Dataset: Begin

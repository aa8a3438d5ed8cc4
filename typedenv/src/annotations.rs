//! Type expressions and the introspection helpers used to classify them.
//!
//! A [`TypeExpr`] describes the declared type of a configuration field. The
//! set of shapes is closed: the four primitives, an opaque named type, the
//! none marker, unions, annotated types carrying metadata, and generic
//! containers whose arguments are only inspected, never instantiated.

use std::collections::hash_map::DefaultHasher;
use std::fmt;
use std::hash::{Hash, Hasher};
use std::mem;
use std::ops::Deref;

use crate::converters::Converter;

/// Declared type of a configuration field.
#[derive(Debug, Clone)]
pub enum TypeExpr {
    /// The absent-value marker
    None,
    Text,
    Integer,
    Float,
    Boolean,
    /// An opaque plain type with no built-in converter
    Named(String),
    /// One of two or more distinct types. Only [`TypeExpr::union`] builds
    /// one, so nested unions are always flattened.
    Union(UnionArms),
    /// A base type paired with metadata items, in declaration order
    Annotated(Box<TypeExpr>, Vec<Metadata>),
    /// A generic container such as `list[integer]`
    Generic { origin: String, args: Vec<TypeExpr> },
}

/// The distinct arms of a union, in declaration order.
#[derive(Debug, Clone)]
pub struct UnionArms(Vec<TypeExpr>);

impl UnionArms {
    pub fn as_slice(&self) -> &[TypeExpr] {
        &self.0
    }
}

impl Deref for UnionArms {
    type Target = [TypeExpr];

    fn deref(&self) -> &[TypeExpr] {
        &self.0
    }
}

// Arms are distinct, so set equality and a sum of arm hashes agree.
impl PartialEq for UnionArms {
    fn eq(&self, other: &Self) -> bool {
        self.len() == other.len()
            && self.iter().all(|arm| other.contains(arm))
            && other.iter().all(|arm| self.contains(arm))
    }
}

impl Eq for UnionArms {}

impl Hash for UnionArms {
    fn hash<H: Hasher>(&self, state: &mut H) {
        let combined = self.iter().fold(0u64, |acc, arm| {
            let mut hasher = DefaultHasher::new();
            arm.hash(&mut hasher);
            acc.wrapping_add(hasher.finish())
        });
        self.len().hash(state);
        combined.hash(state);
    }
}

/// Metadata item attached to an annotated type.
#[derive(Debug, Clone, PartialEq, Eq, Hash)]
pub enum Metadata {
    /// Inline converter, preferred over the registry for this field
    Converter(Converter),
    /// Arbitrary marker, carried along and otherwise ignored
    Tag(String),
}

impl Metadata {
    pub fn as_converter(&self) -> Option<&Converter> {
        match self {
            Metadata::Converter(converter) => Some(converter),
            Metadata::Tag(_) => None,
        }
    }
}

impl From<Converter> for Metadata {
    fn from(converter: Converter) -> Self {
        Metadata::Converter(converter)
    }
}

/// Classification of a [`TypeExpr`]. Every expression falls in exactly one kind.
#[derive(Debug, Clone, Copy, PartialEq, Eq)]
pub enum TypeKind<'a> {
    Plain,
    /// A union of the none marker and exactly one other type
    NullableUnion(&'a TypeExpr),
    /// Any other union; not convertible without an exact-match converter
    Union,
    Annotated,
    Generic,
}

impl TypeExpr {
    /// Build a union, flattening nested unions and dropping repeated arms.
    ///
    /// A single remaining arm is returned as is, so `text | text` is `text`
    /// and `none | none` is `none`. An empty union is `none`.
    pub fn union(arms: impl IntoIterator<Item = TypeExpr>) -> Self {
        let mut flat: Vec<TypeExpr> = Vec::new();
        for arm in arms {
            let nested = match arm {
                TypeExpr::Union(inner) => inner.0,
                other => vec![other],
            };
            for item in nested {
                if !flat.contains(&item) {
                    flat.push(item);
                }
            }
        }
        if flat.len() > 1 {
            TypeExpr::Union(UnionArms(flat))
        } else {
            flat.pop().unwrap_or(TypeExpr::None)
        }
    }

    /// `inner | none`
    pub fn optional(inner: TypeExpr) -> Self {
        Self::union([inner, TypeExpr::None])
    }

    pub fn annotated(base: TypeExpr, metadata: impl IntoIterator<Item = Metadata>) -> Self {
        TypeExpr::Annotated(Box::new(base), metadata.into_iter().collect())
    }

    pub fn generic(origin: impl Into<String>, args: impl IntoIterator<Item = TypeExpr>) -> Self {
        TypeExpr::Generic {
            origin: origin.into(),
            args: args.into_iter().collect(),
        }
    }

    pub fn list(item: TypeExpr) -> Self {
        Self::generic("list", [item])
    }

    pub fn dict(key: TypeExpr, value: TypeExpr) -> Self {
        Self::generic("dict", [key, value])
    }

    pub fn named(name: impl Into<String>) -> Self {
        TypeExpr::Named(name.into())
    }

    pub fn classify(&self) -> TypeKind<'_> {
        match self {
            TypeExpr::Union(_) => match get_unioned_with_none(self) {
                Some(inner) => TypeKind::NullableUnion(inner),
                None => TypeKind::Union,
            },
            TypeExpr::Annotated(..) => TypeKind::Annotated,
            TypeExpr::Generic { .. } => TypeKind::Generic,
            _ => TypeKind::Plain,
        }
    }
}

/// True iff the expression is a union.
///
/// Annotated types are never unions, even when their base type is one.
pub fn is_union_type(expr: &TypeExpr) -> bool {
    matches!(expr, TypeExpr::Union(_))
}

/// Type arguments of `expr` without the none marker, in declaration order.
///
/// Empty for expressions that take no arguments. For an annotated type this is
/// the base alone: metadata items are not types and never count as arguments.
pub fn get_usable_type_args(expr: &TypeExpr) -> Vec<&TypeExpr> {
    let args: &[TypeExpr] = match expr {
        TypeExpr::Union(arms) => arms.as_slice(),
        TypeExpr::Generic { args, .. } => args,
        TypeExpr::Annotated(base, _) => std::slice::from_ref(base.as_ref()),
        _ => &[],
    };
    args.iter()
        .filter(|arg| !matches!(arg, TypeExpr::None))
        .collect()
}

/// True iff `expr` is the none marker or a union with a none arm.
pub fn allows_none_type(expr: &TypeExpr) -> bool {
    match expr {
        TypeExpr::None => true,
        TypeExpr::Union(arms) => arms.iter().any(|arm| matches!(arm, TypeExpr::None)),
        _ => false,
    }
}

/// The single type wrapped by a nullable union, if there is exactly one.
pub fn get_unioned_with_none(expr: &TypeExpr) -> Option<&TypeExpr> {
    if !is_union_type(expr) || !allows_none_type(expr) {
        return None;
    }

    let mut distinct: Vec<&TypeExpr> = Vec::new();
    for arg in get_usable_type_args(expr) {
        if !distinct.contains(&arg) {
            distinct.push(arg);
        }
    }
    match distinct.as_slice() {
        [only] => Some(*only),
        _ => None,
    }
}

/// Base type and metadata of an annotated type.
pub fn get_annotated_args(expr: &TypeExpr) -> Option<(&TypeExpr, &[Metadata])> {
    match expr {
        TypeExpr::Annotated(base, metadata) => Some((base.as_ref(), metadata.as_slice())),
        _ => None,
    }
}

impl PartialEq for TypeExpr {
    fn eq(&self, other: &Self) -> bool {
        match (self, other) {
            (TypeExpr::None, TypeExpr::None)
            | (TypeExpr::Text, TypeExpr::Text)
            | (TypeExpr::Integer, TypeExpr::Integer)
            | (TypeExpr::Float, TypeExpr::Float)
            | (TypeExpr::Boolean, TypeExpr::Boolean) => true,
            (TypeExpr::Named(a), TypeExpr::Named(b)) => a == b,
            // arm order does not matter
            (TypeExpr::Union(a), TypeExpr::Union(b)) => a == b,
            (TypeExpr::Annotated(a, a_meta), TypeExpr::Annotated(b, b_meta)) => {
                a == b && a_meta == b_meta
            }
            (
                TypeExpr::Generic { origin: a, args: a_args },
                TypeExpr::Generic { origin: b, args: b_args },
            ) => a == b && a_args == b_args,
            _ => false,
        }
    }
}

impl Eq for TypeExpr {}
//! Basic usage example

use typedenv::EnvLoader;

#[derive(Debug, EnvLoader)]
struct Config {
    // Required field: loaded from DATABASE_URL environment variable
    pub database_url: String,

    // With default value
    #[env(default = "127.0.0.1:8080".to_string())]
    pub server_addr: String,

    // Numeric type
    #[env(default = 4)]
    pub num_workers: u16,

    // Boolean type: true/1/false/0, any case
    #[env(default = false)]
    pub debug_mode: bool,

    // Nullable: None when API_KEY is not set
    pub api_key: Option<String>,
}

fn main() -> anyhow::Result<()> {
    // Set environment variables for demonstration
    std::env::set_var("DATABASE_URL", "postgres://localhost/mydb");
    std::env::set_var("SERVER_ADDR", "0.0.0.0:3000");
    std::env::set_var("DEBUG_MODE", "TRUE");

    // Load configuration
    let config = Config::from_env()?;

    println!("Configuration loaded:");
    println!("  Database URL: {}", config.database_url);
    println!("  Server Address: {}", config.server_addr);
    println!("  Workers: {}", config.num_workers);
    println!("  Debug Mode: {}", config.debug_mode);
    println!("  API Key: {:?}", config.api_key);

    Ok(())
}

Dataset: End

**Task to complete**
Only a number is expected: the count of lines in the data that contain the word "opaque".

**Response**
2